This extension has its limitations, since the MLA grants BLM the authority to order the lessee to begin production within a period of not less than 60 days from receipt of notice from that agency.[7]  Failure to commence actual production within the time allowed by BLM results in termination of the lease.[8]  And because federal leases are not paid-up leases, the lessee also must pay annual rentals on or before each anniversary date of the lease until oil or gas in paying quantities actually is produced from the lease.

Drilling over primary term.  If the lessee is engaged in drilling operations at the expiration of the primary term of the lease,[9] the lease term will be extended for an additional two years if certain requirements are met.[10]  Actual drilling operations that penetrate the earth are required.  Mere site preparation, or even moving a rig on site, is not enough to obtain extension of a federal lease by drilling.[11]  The operations must be conducted under an approved application for permit to drill (“APD”).  Also, to get the drilling over extension, the lessee must have paid rentals on or before the lease anniversary date.

After commencing drilling operations, the lessee must diligently conduct such operations in a bona fide effort to drill and complete the well as a producer.  The standard is that of a reasonably prudent operator, and drilling operations must be conducted in a manner that “anyone seriously looking for oil or gas can be expected to make in that particular area, given the existing knowledge of geologic and other pertinent facts.”[12]  Notably, the drilling over extension relates only to the primary term, and it is not available if the lease was previously extended for another reason.  Nonetheless, the drilling over extension can apply if the lease was suspended (see below), since that results in tolling the lease term.

Commencement of additional drilling operations.  If production in paying quantities ceases on a federal lease in its extended term, the lessee must commence reworking operations or drilling operations for a new well within 60 days or the lease will terminate.  Because the MLA itself provides that the 60-day period to commence drilling or reworking operations begins running “after cessation of production,”[13] the safest course is to commence operations within that period.  BLM regulations, on the other hand, provide that the 60-day period does not begin until receipt of notice from BLM that the lease is not capable of production in paying quantities.[14]  As with drilling over the primary term, once commenced, continuous operations in the extended term also must be conducted with reasonable diligence.[15]

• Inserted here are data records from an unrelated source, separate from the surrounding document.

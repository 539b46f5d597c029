//! Caller identity
//!
//! Every core operation receives the acting user explicitly. There is no
//! ambient "current user" context: handlers extract the identity from the
//! bearer token and pass it down as an [`Actor`].

use serde::{Deserialize, Serialize};
use std::fmt;
use std::str::FromStr;

use crate::identifiers::UserId;

/// Portal roles
#[derive(Debug, Clone, Copy, PartialEq, Eq, Hash, Serialize, Deserialize)]
#[serde(rename_all = "snake_case")]
pub enum Role {
    /// Taxpayer filing returns and paying service bills
    Client,
    /// Firm employee preparing and verifying returns
    Employee,
    /// Revenue officer issuing final decisions
    FbrOfficer,
}

impl Role {
    /// Returns the wire name used in token claims and logs
    pub fn as_str(&self) -> &'static str {
        match self {
            Role::Client => "client",
            Role::Employee => "employee",
            Role::FbrOfficer => "fbr",
        }
    }
}

impl fmt::Display for Role {
    fn fmt(&self, f: &mut fmt::Formatter<'_>) -> fmt::Result {
        write!(f, "{}", self.as_str())
    }
}

/// Error returned when a role string is not recognised
#[derive(Debug, Clone, PartialEq, Eq)]
pub struct UnknownRole(pub String);

impl fmt::Display for UnknownRole {
    fn fmt(&self, f: &mut fmt::Formatter<'_>) -> fmt::Result {
        write!(f, "unknown role: {}", self.0)
    }
}

impl std::error::Error for UnknownRole {}

impl FromStr for Role {
    type Err = UnknownRole;

    fn from_str(s: &str) -> Result<Self, Self::Err> {
        match s {
            "client" => Ok(Role::Client),
            "employee" => Ok(Role::Employee),
            "fbr" => Ok(Role::FbrOfficer),
            other => Err(UnknownRole(other.to_string())),
        }
    }
}

/// The authenticated caller of a core operation
#[derive(Debug, Clone, PartialEq, Eq, Serialize, Deserialize)]
pub struct Actor {
    /// User identifier from the token subject
    pub user_id: UserId,
    /// Display name, recorded on messages and audit entries
    pub name: String,
    /// Role the caller holds
    pub role: Role,
}

impl Actor {
    /// Creates an actor
    pub fn new(user_id: UserId, name: impl Into<String>, role: Role) -> Self {
        Self {
            user_id,
            name: name.into(),
            role,
        }
    }

    /// Returns true if the actor holds the given role
    pub fn has_role(&self, role: Role) -> bool {
        self.role == role
    }
}

impl fmt::Display for Actor {
    fn fmt(&self, f: &mut fmt::Formatter<'_>) -> fmt::Result {
        write!(f, "{} ({})", self.name, self.role)
    }
}

#[cfg(test)]
mod tests {
    use super::*;

    #[test]
    fn test_role_round_trip() {
        for role in [Role::Client, Role::Employee, Role::FbrOfficer] {
            let parsed: Role = role.as_str().parse().unwrap();
            assert_eq!(parsed, role);
        }
    }

    #[test]
    fn test_unknown_role_rejected() {
        assert!("auditor".parse::<Role>().is_err());
    }

    #[test]
    fn test_actor_has_role() {
        let actor = Actor::new(UserId::new(), "Sara Khan", Role::Employee);
        assert!(actor.has_role(Role::Employee));
        assert!(!actor.has_role(Role::Client));
    }
}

Assign part of the lease.  If the lessee assigns 100% record title (and operating rights) in a portion of a federal lease, such assignment will cause a segregation of the assigned lands into a separate lease.  Such segregation potentially can extend a federal lease in different ways.  First, if a discovery of oil or gas in paying quantities later is made on any portion of the original leased lands, both the base lease and the segregated lease will continue for the longer of the primary term of the base lease or for two years after the date of discovery.[16]  Interestingly, there is no requirement to complete a well – a discovery can be proved by other evidence.[17]  However, a well eventually must be completed as capable of producing in paying quantities in order to qualify.  As with other extensions, rental payments are still required until there is a discovery.  Second, if the base lease is in an extended term due to production (actual or allocated) or by payment of compensatory royalties, the undeveloped portion will continue for two years from the effective date of the assignment and so long thereafter as oil or gas are produced in paying quantities.[18]

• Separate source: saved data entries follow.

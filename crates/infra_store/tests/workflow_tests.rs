//! End-to-end workflow tests over the in-memory adapters
//!
//! These exercise the services against the same conditional-update
//! contract the PostgreSQL adapters implement, including racing
//! transitions against a single aggregate.

use chrono::{Days, Utc};
use rust_decimal_macros::dec;
use std::sync::Arc;

use core_kernel::{Actor, Money};
use test_utils::ActorFixtures;
use domain_billing::{BillingError, BillingService, NewBill};
use domain_filing::{
    DecisionRuling, EmployeeStatus, FbrStatus, FilingError, FilingService, IncomeCategory,
    IncomeEntry, NewDraft, VerificationOutcome,
};
use domain_notify::NotifyService;
use domain_requests::{NewRequest, RequestService};
use domain_review::{ReviewEngine, ReviewError};
use infra_store::{
    MemoryBillStore, MemoryNotificationStore, MemoryRequestStore, MemoryReturnStore,
};

struct Portal {
    filing: FilingService,
    requests: RequestService,
    billing: BillingService,
    review: ReviewEngine,
    notify: Arc<NotifyService>,
}

fn portal() -> Portal {
    let returns = Arc::new(MemoryReturnStore::new());
    let request_store = Arc::new(MemoryRequestStore::new());
    let bills = Arc::new(MemoryBillStore::new());
    let notify = Arc::new(NotifyService::new(Arc::new(MemoryNotificationStore::new())));

    Portal {
        filing: FilingService::new(returns.clone(), notify.clone()),
        requests: RequestService::new(request_store, notify.clone()),
        billing: BillingService::new(bills, notify.clone()),
        review: ReviewEngine::new(returns, notify.clone()),
        notify,
    }
}

fn client() -> Actor {
    ActorFixtures::client()
}

fn employee() -> Actor {
    ActorFixtures::employee()
}

fn officer() -> Actor {
    ActorFixtures::officer()
}

fn salary_draft() -> NewDraft {
    NewDraft {
        tax_year: 2024,
        income_entries: vec![IncomeEntry::new(
            IncomeCategory::Salary,
            Money::rupees(dec!(2_500_000)),
        )],
    }
}

async fn submitted_return(portal: &Portal, client: &Actor) -> domain_filing::TaxReturn {
    let draft = portal
        .filing
        .create_draft(client, salary_draft())
        .await
        .unwrap();
    portal
        .filing
        .attach_document(client, draft.id, "salary_certificate.pdf".to_string())
        .await
        .unwrap();
    portal
        .filing
        .acknowledge_declaration(client, draft.id)
        .await
        .unwrap();
    portal.filing.submit(client, draft.id).await.unwrap()
}

mod filing_lifecycle {
    use super::*;

    #[tokio::test]
    async fn test_full_lifecycle_to_fbr_approval() {
        let portal = portal();
        let client = client();
        let employee = employee();
        let officer = officer();

        let submitted = submitted_return(&portal, &client).await;
        assert_eq!(submitted.employee_status, EmployeeStatus::Submitted);
        assert_eq!(submitted.fbr_status, Some(FbrStatus::Submitted));

        portal
            .filing
            .begin_review(&employee, submitted.id)
            .await
            .unwrap();
        portal
            .filing
            .record_assessment(
                &employee,
                submitted.id,
                Money::rupees(dec!(2_500_000)),
                Money::rupees(dec!(0)),
                dec!(5),
                Money::rupees(dec!(0)),
            )
            .await
            .unwrap();
        let verified = portal
            .filing
            .verify(&employee, submitted.id, VerificationOutcome::Approved)
            .await
            .unwrap();
        assert_eq!(verified.employee_status, EmployeeStatus::Approved);
        assert_eq!(verified.total_tax.unwrap().amount(), dec!(125_000));

        let queue = portal.review.queue(&officer).await.unwrap();
        assert_eq!(queue.len(), 1);

        portal.review.take_up(&officer, submitted.id).await.unwrap();
        let (decided, _) = portal
            .review
            .decide(&officer, submitted.id, DecisionRuling::Approved, None)
            .await
            .unwrap();
        assert_eq!(decided.fbr_status, Some(FbrStatus::Approved));
        assert!(portal.review.queue(&officer).await.unwrap().is_empty());

        // Client heard about the submission and the ruling.
        let feed = portal.notify.list_feed(&client, false).await.unwrap();
        let titles: Vec<&str> = feed.iter().map(|n| n.title.as_str()).collect();
        assert!(titles.contains(&"Return Submitted"));
        assert!(titles.contains(&"Return Approved"));
    }

    #[tokio::test]
    async fn test_submit_requires_document_and_declaration() {
        let portal = portal();
        let client = client();

        let draft = portal
            .filing
            .create_draft(&client, salary_draft())
            .await
            .unwrap();

        let result = portal.filing.submit(&client, draft.id).await;
        assert!(matches!(result, Err(FilingError::Validation(_))));
    }

    #[tokio::test]
    async fn test_client_cannot_touch_anothers_draft() {
        let portal = portal();
        let owner = client();
        let intruder = client();

        let draft = portal
            .filing
            .create_draft(&owner, salary_draft())
            .await
            .unwrap();

        let result = portal
            .filing
            .attach_document(&intruder, draft.id, "fake.pdf".to_string())
            .await;
        assert!(matches!(result, Err(FilingError::NotPermitted(_))));

        // Listing is scoped too.
        assert!(portal
            .filing
            .list_returns(&intruder, None)
            .await
            .unwrap()
            .is_empty());
    }

    #[tokio::test]
    async fn test_racing_submits_only_one_wins() {
        let portal = portal();
        let client = client();

        let draft = portal
            .filing
            .create_draft(&client, salary_draft())
            .await
            .unwrap();
        portal
            .filing
            .attach_document(&client, draft.id, "salary_certificate.pdf".to_string())
            .await
            .unwrap();
        portal
            .filing
            .acknowledge_declaration(&client, draft.id)
            .await
            .unwrap();

        let (a, b) = tokio::join!(
            portal.filing.submit(&client, draft.id),
            portal.filing.submit(&client, draft.id),
        );
        let successes = [&a, &b].iter().filter(|r| r.is_ok()).count();
        assert_eq!(successes, 1);
        let failure = if a.is_err() { a } else { b };
        assert!(failure.unwrap_err().is_state_error());
    }
}

mod review_race {
    use super::*;

    #[tokio::test]
    async fn test_racing_decisions_only_one_lands() {
        let portal = portal();
        let client = client();
        let employee = employee();
        let officer = officer();

        let submitted = submitted_return(&portal, &client).await;
        portal
            .filing
            .begin_review(&employee, submitted.id)
            .await
            .unwrap();

        let (a, b) = tokio::join!(
            portal
                .review
                .decide(&officer, submitted.id, DecisionRuling::Approved, None),
            portal
                .review
                .decide(&officer, submitted.id, DecisionRuling::Rejected, None),
        );
        let successes = [a.is_ok(), b.is_ok()].iter().filter(|ok| **ok).count();
        assert_eq!(successes, 1);

        let failure = if a.is_err() {
            a.unwrap_err()
        } else {
            b.unwrap_err()
        };
        assert!(matches!(
            failure,
            ReviewError::NotEligible { .. } | ReviewError::AlreadyFinalized(_)
        ));

        // The stored ruling is whichever call won, and it is terminal.
        let stored = portal
            .filing
            .get_return(&officer, submitted.id)
            .await
            .unwrap();
        assert!(stored.fbr_status.unwrap().is_terminal());
    }
}

mod request_threads {
    use super::*;

    #[tokio::test]
    async fn test_thread_flow_with_counterpart_notices() {
        let portal = portal();
        let client = client();
        let employee = employee();

        let submitted = submitted_return(&portal, &client).await;

        let request = portal
            .requests
            .open_request(
                &employee,
                NewRequest {
                    return_id: submitted.id,
                    client_id: client.user_id.into(),
                    client_name: client.name.clone(),
                    subject: "Missing rental income details".to_string(),
                    message: "Please provide the tenancy agreement.".to_string(),
                },
            )
            .await
            .unwrap();

        portal
            .requests
            .reply(&client, request.id, "Uploaded the agreement.".to_string(), vec![])
            .await
            .unwrap();

        // The opening employee hears about the client's reply.
        let employee_feed = portal.notify.list_feed(&employee, false).await.unwrap();
        assert!(employee_feed
            .iter()
            .any(|n| n.title == "Info Request Reply"));

        portal.requests.resolve(&employee, request.id).await.unwrap();
        let result = portal
            .requests
            .reply(&client, request.id, "One more thing".to_string(), vec![])
            .await;
        assert!(result.unwrap_err().is_state_error());
    }
}

mod bill_settlement {
    use super::*;

    #[tokio::test]
    async fn test_racing_payments_only_one_settles() {
        let portal = portal();
        let client = client();
        let employee = employee();

        let bill = portal
            .billing
            .generate_bill(
                &employee,
                NewBill {
                    client_id: client.user_id.into(),
                    description: "Tax Filing Services - FY 2024".to_string(),
                    amount: Money::rupees(dec!(35_000)),
                    due_date: Utc::now().date_naive() + Days::new(30),
                    items: vec![],
                },
            )
            .await
            .unwrap();

        let (a, b) = tokio::join!(
            portal.billing.pay_bill(&client, bill.id),
            portal.billing.pay_bill(&client, bill.id),
        );
        let successes = [&a, &b].iter().filter(|r| r.is_ok()).count();
        assert_eq!(successes, 1);
        let failure = if a.is_err() { a } else { b };
        assert!(matches!(failure, Err(BillingError::AlreadySettled(_))));
    }

    #[tokio::test]
    async fn test_pay_then_cancel_conflicts() {
        let portal = portal();
        let client = client();
        let employee = employee();

        let bill = portal
            .billing
            .generate_bill(
                &employee,
                NewBill {
                    client_id: client.user_id.into(),
                    description: "Consultation".to_string(),
                    amount: Money::rupees(dec!(5_000)),
                    due_date: Utc::now().date_naive() + Days::new(7),
                    items: vec![],
                },
            )
            .await
            .unwrap();

        portal.billing.pay_bill(&client, bill.id).await.unwrap();
        let result = portal.billing.cancel_bill(&employee, bill.id).await;
        assert!(matches!(result, Err(BillingError::AlreadySettled(_))));

        // The client was told about the bill when it was generated.
        let feed = portal.notify.list_feed(&client, false).await.unwrap();
        assert!(feed.iter().any(|n| n.title == "Payment Due"));
    }
}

Pay compensatory royalty.  If the leased premises are determined by BLM to be subject to significant drainage from a well on neighboring lands and the lessee enters into a compensatory royalty agreement with BLM and pays a compensatory royalty for the drainage, such payment will extend the lease for the period in which the compensatory royalties are paid plus one year thereafter.[19]  As a practical matter, BLM typically will not enter into a compensatory royalty agreement if it believes the lessee can drill an offset well.  The lessee also must pay rentals.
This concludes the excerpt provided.